Age, genetic, and serious head injuries are all risk factors for Alzheimer's disease. Every 5 years after 65 years of age your risk for Alzheimer's disease doubles.  Watch this video to learn more from Dr. Randy P. Martin about Alzheimer's disease.

Older age is a risk factor for Alzheimer's disease -- the usual onset is over 65 years. The older the person, the higher the risk. Having a family member with Alzheimer's, especially if he was diagnosed at an age under 60, is also a factor. Alzheimer's is inheritable, and the genetic basis is best understood in the early-onset forms. This follows an autosomal dominant pattern. People with Down syndrome are at a high risk also, and they tend to develop Alzheimer's disease at an earlier age than the general population.

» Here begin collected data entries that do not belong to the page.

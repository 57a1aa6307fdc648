use std::collections::HashMap;
use std::sync::{Arc, Mutex, MutexGuard};

use super::domain::{
    Block, Criterion, CriterionId, CriterionScore, Evaluation, EvaluationId, OrganizationId,
    Strategy, Supplier, SupplierId, WeightConfig,
};
use super::repository::{EvaluationRepository, RepositoryError, WeightRepository};

#[derive(Default)]
struct StoreState {
    suppliers: HashMap<SupplierId, Supplier>,
    evaluations: HashMap<EvaluationId, Evaluation>,
    criteria: Vec<Criterion>,
    scores: HashMap<(EvaluationId, CriterionId), CriterionScore>,
    weights: HashMap<(OrganizationId, Strategy, Block), WeightConfig>,
}

/// Process-local store backing both repositories. Every batch is applied under one lock, so a
/// batch either lands completely or not at all.
#[derive(Default, Clone)]
pub struct InMemoryStore {
    state: Arc<Mutex<StoreState>>,
}

impl InMemoryStore {
    pub fn with_criteria(criteria: Vec<Criterion>) -> Self {
        let store = Self::default();
        if let Ok(mut state) = store.state.lock() {
            state.criteria = criteria;
        }
        store
    }

    fn lock(&self) -> Result<MutexGuard<'_, StoreState>, RepositoryError> {
        self.state
            .lock()
            .map_err(|_| RepositoryError::Unavailable("store mutex poisoned".to_string()))
    }
}

impl EvaluationRepository for InMemoryStore {
    fn insert_supplier(&self, supplier: Supplier) -> Result<Supplier, RepositoryError> {
        let mut state = self.lock()?;
        if state.suppliers.contains_key(&supplier.id) {
            return Err(RepositoryError::Conflict);
        }
        state.suppliers.insert(supplier.id.clone(), supplier.clone());
        Ok(supplier)
    }

    fn fetch_supplier(&self, id: &SupplierId) -> Result<Option<Supplier>, RepositoryError> {
        Ok(self.lock()?.suppliers.get(id).cloned())
    }

    fn insert_evaluation(&self, evaluation: Evaluation) -> Result<Evaluation, RepositoryError> {
        let mut state = self.lock()?;
        if state.evaluations.contains_key(&evaluation.id) {
            return Err(RepositoryError::Conflict);
        }
        state
            .evaluations
            .insert(evaluation.id.clone(), evaluation.clone());
        Ok(evaluation)
    }

    fn fetch_evaluation(&self, id: &EvaluationId) -> Result<Option<Evaluation>, RepositoryError> {
        Ok(self.lock()?.evaluations.get(id).cloned())
    }

    fn criteria(&self) -> Result<Vec<Criterion>, RepositoryError> {
        Ok(self.lock()?.criteria.clone())
    }

    fn scores(&self, evaluation_id: &EvaluationId) -> Result<Vec<CriterionScore>, RepositoryError> {
        let state = self.lock()?;
        let mut rows: Vec<CriterionScore> = state
            .scores
            .iter()
            .filter(|((evaluation, _), _)| evaluation == evaluation_id)
            .map(|(_, row)| row.clone())
            .collect();
        rows.sort_by(|left, right| left.criterion_id.cmp(&right.criterion_id));
        Ok(rows)
    }

    fn upsert_scores(
        &self,
        evaluation_id: &EvaluationId,
        rows: Vec<CriterionScore>,
    ) -> Result<Vec<CriterionScore>, RepositoryError> {
        let mut state = self.lock()?;
        if !state.evaluations.contains_key(evaluation_id) {
            return Err(RepositoryError::NotFound);
        }
        if rows.iter().any(|row| &row.evaluation_id != evaluation_id) {
            return Err(RepositoryError::Conflict);
        }

        for row in &rows {
            state.scores.insert(
                (row.evaluation_id.clone(), row.criterion_id.clone()),
                row.clone(),
            );
        }
        Ok(rows)
    }
}

impl WeightRepository for InMemoryStore {
    fn weights(
        &self,
        organization_id: &OrganizationId,
        strategy: Strategy,
    ) -> Result<Vec<WeightConfig>, RepositoryError> {
        let state = self.lock()?;
        let mut rows: Vec<WeightConfig> = state
            .weights
            .values()
            .filter(|row| &row.organization_id == organization_id && row.strategy == strategy)
            .cloned()
            .collect();
        rows.sort_by_key(|row| row.block);
        Ok(rows)
    }

    fn upsert_weights(
        &self,
        rows: Vec<WeightConfig>,
    ) -> Result<Vec<WeightConfig>, RepositoryError> {
        let mut state = self.lock()?;
        for row in &rows {
            state.weights.insert(
                (row.organization_id.clone(), row.strategy, row.block),
                row.clone(),
            );
        }
        Ok(rows)
    }
}
use std::collections::BTreeMap;
use std::fmt;

use serde::{Deserialize, Serialize};

use super::non_negative;

/// Scoring block codes. K5 is optional and only counts when it has criteria.
#[derive(
    Debug, Clone, Copy, Default, PartialEq, Eq, Hash, PartialOrd, Ord, Serialize, Deserialize,
)]
pub enum Block {
    #[default]
    K1,
    K2,
    K3,
    K4,
    K5,
}

impl Block {
    pub const ALL: [Block; 5] = [Block::K1, Block::K2, Block::K3, Block::K4, Block::K5];

    pub fn code(self) -> &'static str {
        match self {
            Block::K1 => "K1",
            Block::K2 => "K2",
            Block::K3 => "K3",
            Block::K4 => "K4",
            Block::K5 => "K5",
        }
    }

    pub fn title(self) -> &'static str {
        match self {
            Block::K1 => "Afspraken & prestaties",
            Block::K2 => "Kosten & contract",
            Block::K3 => "Kwaliteit & continuïteit",
            Block::K4 => "Relatie & samenwerking",
            Block::K5 => "Innovatie & duurzaamheid",
        }
    }

    pub fn parse(value: &str) -> Option<Self> {
        let trimmed = value.trim();
        Self::ALL
            .into_iter()
            .find(|block| block.code().eq_ignore_ascii_case(trimmed))
    }
}

impl fmt::Display for Block {
    fn fmt(&self, f: &mut fmt::Formatter<'_>) -> fmt::Result {
        f.write_str(self.code())
    }
}

/// Raw, unnormalized weights for one (organization, strategy). Missing blocks weigh 0.
pub type RawWeights = BTreeMap<Block, f64>;

/// Normalizes raw weights over the given block set so they sum to 1.
///
/// Blocks outside the set are ignored entirely. When the raw weights of the set sum to 0,
/// every block in the set gets 0.
pub fn normalize_weights<I>(blocks: I, raw: &RawWeights) -> BTreeMap<Block, f64>
where
    I: IntoIterator<Item = Block>,
{
    let present: BTreeMap<Block, f64> = blocks
        .into_iter()
        .map(|block| (block, raw.get(&block).copied().map_or(0.0, non_negative)))
        .collect();

    let total_raw: f64 = present.values().sum();
    if total_raw <= 0.0 {
        return present.into_keys().map(|block| (block, 0.0)).collect();
    }

    present
        .into_iter()
        .map(|(block, weight)| (block, weight / total_raw))
        .collect()
}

Many studies show that physiological conditions that harm the heart and blood vessels increase the risk of Alzheimer's disease and vascular dementia. These include high blood pressure, high cholesterol, obesity, and smoking, which all increase the risk of stroke, a direct cause of dementia. But such risk factors may also indirectly lead to Alzheimer's disease by other means. Many of these risk factors are also common in people with diabetes -- yet another condition linked to Alzheimer's disease. Most of these factors can be controlled by lifestyle changes, either alone or with medications.

Dr. David B. Reuben, MD
Geriatric Medicine Specialist

These are several risk factors for Alzheimer’s disease, a common form of dementia. First is age; the older you are, the more likely you are to develop dementia. Family history can be important, particularly if someone developed early-onset Alzheimer’s in his or her 50s or 60s. In these cases, it’s much more likely to be hereditary. There is a genetic profile called ApoE4, and if you have this gene, you’re more likely to develop Alzheimer’s disease.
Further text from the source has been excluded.